→ **Exercise**
The answer must be every line of the records below that holds the word "process".

→ **Exercise data**
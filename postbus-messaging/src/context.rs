//! Per-delivery context handed to handlers and pipeline stages.

use std::sync::Arc;

use chrono::{DateTime, Utc};
use opentelemetry::trace::SpanContext;

use crate::message::{DynMessage, Message};
use crate::metadata::Metadata;

/// Broker-side facts about one delivery.
#[derive(Debug, Clone)]
pub struct DeliveryInfo {
    pub metadata: Metadata,
    pub content_type: String,
    /// Only meaningful for ack/nack on the consumer's channel
    pub delivery_tag: u64,
    pub redelivered: bool,
    pub exchange: String,
    pub routing_key: String,
    pub queue: String,
    /// When the producer created the message, if known
    pub created_at: Option<DateTime<Utc>>,
    pub delivered_at: DateTime<Utc>,
    /// Span the next span should be a child of
    pub span_context: SpanContext,
}

impl DeliveryInfo {
    /// Info for a message that did not come from a broker.
    pub fn local(metadata: Metadata) -> Self {
        Self {
            created_at: metadata.created(),
            content_type: metadata.content_type().unwrap_or_default().to_string(),
            metadata,
            delivery_tag: 0,
            redelivered: false,
            exchange: String::new(),
            routing_key: String::new(),
            queue: String::new(),
            delivered_at: Utc::now(),
            span_context: SpanContext::empty_context(),
        }
    }
}

/// Read-only view of a decoded delivery.
///
/// Cloning is cheap. Pipelines see the type-erased
/// `ConsumeContext<dyn DynMessage>`, handlers the typed one.
pub struct ConsumeContext<M: ?Sized> {
    message: Arc<M>,
    info: Arc<DeliveryInfo>,
}

impl<M: ?Sized> Clone for ConsumeContext<M> {
    fn clone(&self) -> Self {
        Self {
            message: self.message.clone(),
            info: self.info.clone(),
        }
    }
}

impl<M: Message> ConsumeContext<M> {
    pub fn new(message: M, info: DeliveryInfo) -> Self {
        Self {
            message: Arc::new(message),
            info: Arc::new(info),
        }
    }

    /// Type-erased view sharing the same message and info.
    pub fn erase(&self) -> ConsumeContext<dyn DynMessage> {
        ConsumeContext {
            message: self.message.clone(),
            info: self.info.clone(),
        }
    }

    /// Typed view carrying the info of `other`, which may have been
    /// updated by a pipeline stage.
    pub(crate) fn with_info_of(&self, other: &ConsumeContext<dyn DynMessage>) -> Self {
        Self {
            message: self.message.clone(),
            info: other.info.clone(),
        }
    }
}

impl<M: ?Sized> ConsumeContext<M> {
    pub fn message(&self) -> &M {
        &self.message
    }

    pub fn message_arc(&self) -> Arc<M> {
        self.message.clone()
    }

    pub fn info(&self) -> &DeliveryInfo {
        &self.info
    }

    pub fn metadata(&self) -> &Metadata {
        &self.info.metadata
    }

    pub fn content_type(&self) -> &str {
        &self.info.content_type
    }

    pub fn delivery_tag(&self) -> u64 {
        self.info.delivery_tag
    }

    pub fn redelivered(&self) -> bool {
        self.info.redelivered
    }

    pub fn exchange(&self) -> &str {
        &self.info.exchange
    }

    pub fn routing_key(&self) -> &str {
        &self.info.routing_key
    }

    pub fn queue(&self) -> &str {
        &self.info.queue
    }

    pub fn created_at(&self) -> Option<DateTime<Utc>> {
        self.info.created_at
    }

    pub fn delivered_at(&self) -> DateTime<Utc> {
        self.info.delivered_at
    }

    pub fn span_context(&self) -> &SpanContext {
        &self.info.span_context
    }

    /// Same delivery with a new parent span, for stages that open a span.
    pub fn with_span_context(&self, span_context: SpanContext) -> Self {
        let mut info = (*self.info).clone();
        info.span_context = span_context;
        Self {
            message: self.message.clone(),
            info: Arc::new(info),
        }
    }
}

impl ConsumeContext<dyn DynMessage> {
    pub fn message_type(&self) -> &str {
        self.message.message_type()
    }

    pub fn message_id(&self) -> &str {
        self.message.envelope().message_id()
    }

    pub fn correlation_id(&self) -> &str {
        self.message.envelope().correlation_id()
    }
}
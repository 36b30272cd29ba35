//! Tracing setup and management

use crate::{
    config::{TelemetryConfig, TracingExporter},
    error::{TelemetryError, TelemetryResult},
};
use opentelemetry::KeyValue;
use opentelemetry::global::{self, BoxedTracer};
use opentelemetry::trace::{Span, Status, TracerProvider as _};
use opentelemetry_sdk::trace::{RandomIdGenerator, Sampler, SdkTracerProvider};

/// Initialize tracing based on configuration.
///
/// The provider is also installed as the global provider so that
/// [`tracer`] hands out spans that reach the exporter.
pub fn init_tracing(config: &TelemetryConfig) -> TelemetryResult<SdkTracerProvider> {
    if !config.enable_tracing {
        return Err(TelemetryError::Config("Tracing is not enabled".to_string()));
    }
    config.validate()?;

    let resource = config.create_resource();

    let sampler = if config.tracing.sampling_ratio >= 1.0 {
        Sampler::AlwaysOn
    } else if config.tracing.sampling_ratio <= 0.0 {
        Sampler::AlwaysOff
    } else {
        Sampler::TraceIdRatioBased(config.tracing.sampling_ratio)
    };

    let builder = SdkTracerProvider::builder()
        .with_resource(resource)
        .with_id_generator(RandomIdGenerator::default())
        .with_sampler(Sampler::ParentBased(Box::new(sampler)))
        .with_max_attributes_per_span(config.tracing.max_attributes_per_span)
        .with_max_events_per_span(config.tracing.max_events_per_span);

    let provider = match config.tracing.exporter {
        #[cfg(feature = "otlp")]
        TracingExporter::Otlp => {
            let endpoint = config.tracing.otlp_endpoint.as_ref().ok_or_else(|| {
                TelemetryError::Config("OTLP endpoint not configured".to_string())
            })?;

            use opentelemetry_otlp::WithExportConfig;

            let exporter = opentelemetry_otlp::SpanExporter::builder()
                .with_tonic()
                .with_endpoint(endpoint)
                .build()
                .map_err(|e| TelemetryError::Exporter(e.to_string()))?;

            builder.with_batch_exporter(exporter).build()
        }

        TracingExporter::None => builder.build(),

        #[allow(unreachable_patterns)]
        _ => {
            return Err(TelemetryError::Config(format!(
                "Tracing exporter {:?} not available (feature not enabled)",
                config.tracing.exporter
            )));
        }
    };

    global::set_tracer_provider(provider.clone());

    Ok(provider)
}

/// Shutdown tracing gracefully, flushing pending spans.
pub fn shutdown_tracing(provider: SdkTracerProvider) -> TelemetryResult<()> {
    provider
        .shutdown()
        .map_err(|e| TelemetryError::Shutdown(e.to_string()))
}

/// Get a tracer from the global provider.
pub fn tracer(name: &'static str) -> BoxedTracer {
    global::tracer(name)
}

/// Get a tracer bound to a specific provider instead of the global one.
pub fn provider_tracer(provider: &SdkTracerProvider, name: &'static str) -> BoxedTracer {
    BoxedTracer::new(Box::new(provider.tracer(name)))
}

/// Record the outcome of an operation on a span and end it.
///
/// Errors become an `exception` event plus an error status.
pub fn finish_span<S, T, E>(mut span: S, result: &Result<T, E>)
where
    S: Span,
    E: std::fmt::Display,
{
    match result {
        Ok(_) => span.set_status(Status::Ok),
        Err(e) => {
            let message = e.to_string();
            span.add_event(
                "exception",
                vec![KeyValue::new("exception.message", message.clone())],
            );
            span.set_status(Status::error(message));
        }
    }
    span.end();
}
//! Shared fixtures for the messaging integration tests.

#![allow(dead_code)]

use std::sync::Arc;

use opentelemetry_sdk::trace::{InMemorySpanExporter, SdkTracerProvider};
use postbus_log::Logger;
use postbus_messaging::*;
use postbus_testing::InMemoryBroker;
use serde::{Deserialize, Serialize};

#[derive(Debug, Default, Clone, PartialEq, Serialize, Deserialize)]
pub struct ProducerConsumerMessage {
    #[serde(flatten)]
    pub base: MessageBase,
    pub data: String,
}

impl_message!(ProducerConsumerMessage);

impl ProducerConsumerMessage {
    pub fn new(data: &str) -> Self {
        Self {
            data: data.to_string(),
            ..Default::default()
        }
    }
}

#[derive(Debug, Default, Clone, Serialize, Deserialize)]
pub struct PaymentCaptured {
    #[serde(flatten)]
    pub base: MessageBase,
    pub amount_cents: i64,
}

impl Message for PaymentCaptured {
    const MESSAGE_TYPE: &'static str = "PaymentCaptured";

    fn base(&self) -> &MessageBase {
        &self.base
    }

    fn base_mut(&mut self) -> &mut MessageBase {
        &mut self.base
    }

    fn validate(&self) -> Result<(), MessagingError> {
        if self.amount_cents <= 0 {
            return Err(MessagingError::Validation(
                "amount must be positive".to_string(),
            ));
        }
        Ok(())
    }
}

/// Retry quickly so requeue loops do not slow the tests down.
pub fn fast_retry() -> RetryPolicy {
    RetryPolicy::new(3).backoff(BackoffStrategy::constant(std::time::Duration::from_millis(5)))
}

pub fn consumer_options<M: Message>() -> ConsumerOptions {
    ConsumerOptions {
        retry: fast_retry(),
        ..ConsumerOptions::for_message::<M>()
    }
}

pub fn deps(broker: &InMemoryBroker) -> BusDependencies {
    BusDependencies::new(broker.connect()).with_logger(Logger::none())
}

pub fn bus(broker: &InMemoryBroker) -> RabbitMqBus {
    RabbitMqBus::new(deps(broker), BusConfig::new())
}

pub fn producer(broker: &InMemoryBroker) -> RabbitMqProducer {
    RabbitMqProducer::new(
        broker.connect(),
        Arc::new(JsonSerializer::new()),
        Arc::new(postbus_telemetry::tracer("test")),
        Logger::none(),
    )
}

pub fn consumer<M: Message>(
    broker: &InMemoryBroker,
    options: ConsumerOptions,
) -> RabbitMqConsumer<M> {
    RabbitMqConsumer::new(
        broker.connect(),
        Arc::new(JsonSerializer::new()),
        Logger::none(),
        options,
    )
}

/// Tracer exporting into memory, for span assertions.
pub fn span_recorder() -> (SdkTracerProvider, InMemorySpanExporter) {
    let exporter = InMemorySpanExporter::default();
    let provider = SdkTracerProvider::builder()
        .with_simple_exporter(exporter.clone())
        .build();
    (provider, exporter)
}
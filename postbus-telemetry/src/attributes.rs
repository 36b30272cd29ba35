//! Span attribute keys for messaging operations.
//!
//! The messaging keys are still experimental in the semantic conventions
//! crate, so the subset the bus records lives here.

use opentelemetry::KeyValue;

/// Messaging system identifier.
pub const MESSAGING_SYSTEM: &str = "messaging.system";
/// Exchange the message was published to or consumed from.
pub const MESSAGING_DESTINATION_NAME: &str = "messaging.destination.name";
/// Kind of destination (`topic`, `queue`).
pub const MESSAGING_DESTINATION_KIND: &str = "messaging.destination.kind";
/// Routing key used for the publish.
pub const MESSAGING_RABBITMQ_ROUTING_KEY: &str = "messaging.rabbitmq.destination.routing_key";
/// Message identifier.
pub const MESSAGING_MESSAGE_ID: &str = "messaging.message.id";
/// Correlation identifier.
pub const MESSAGING_CONVERSATION_ID: &str = "messaging.message.conversation_id";
/// `publish` or `process`.
pub const MESSAGING_OPERATION: &str = "messaging.operation";
/// Queue a consumer reads from.
pub const MESSAGING_CONSUMER_ID: &str = "messaging.consumer.id";
/// Message type name.
pub const MESSAGING_MESSAGE_TYPE: &str = "messaging.message.type";
/// Body size in bytes.
pub const MESSAGING_MESSAGE_BODY_SIZE: &str = "messaging.message.body.size";

/// Value of [`MESSAGING_SYSTEM`] for this bus.
pub const RABBITMQ_SYSTEM: &str = "rabbitmq";

/// Attributes shared by publish and process spans.
pub fn message_attributes(
    message_type: &str,
    message_id: &str,
    correlation_id: Option<&str>,
) -> Vec<KeyValue> {
    let mut attrs = vec![
        KeyValue::new(MESSAGING_SYSTEM, RABBITMQ_SYSTEM),
        KeyValue::new(MESSAGING_MESSAGE_TYPE, message_type.to_string()),
        KeyValue::new(MESSAGING_MESSAGE_ID, message_id.to_string()),
    ];
    if let Some(id) = correlation_id.filter(|id| !id.is_empty()) {
        attrs.push(KeyValue::new(MESSAGING_CONVERSATION_ID, id.to_string()));
    }
    attrs
}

→ **Task output**
/// `publish` or `process`.
/// Attributes shared by publish and process spans.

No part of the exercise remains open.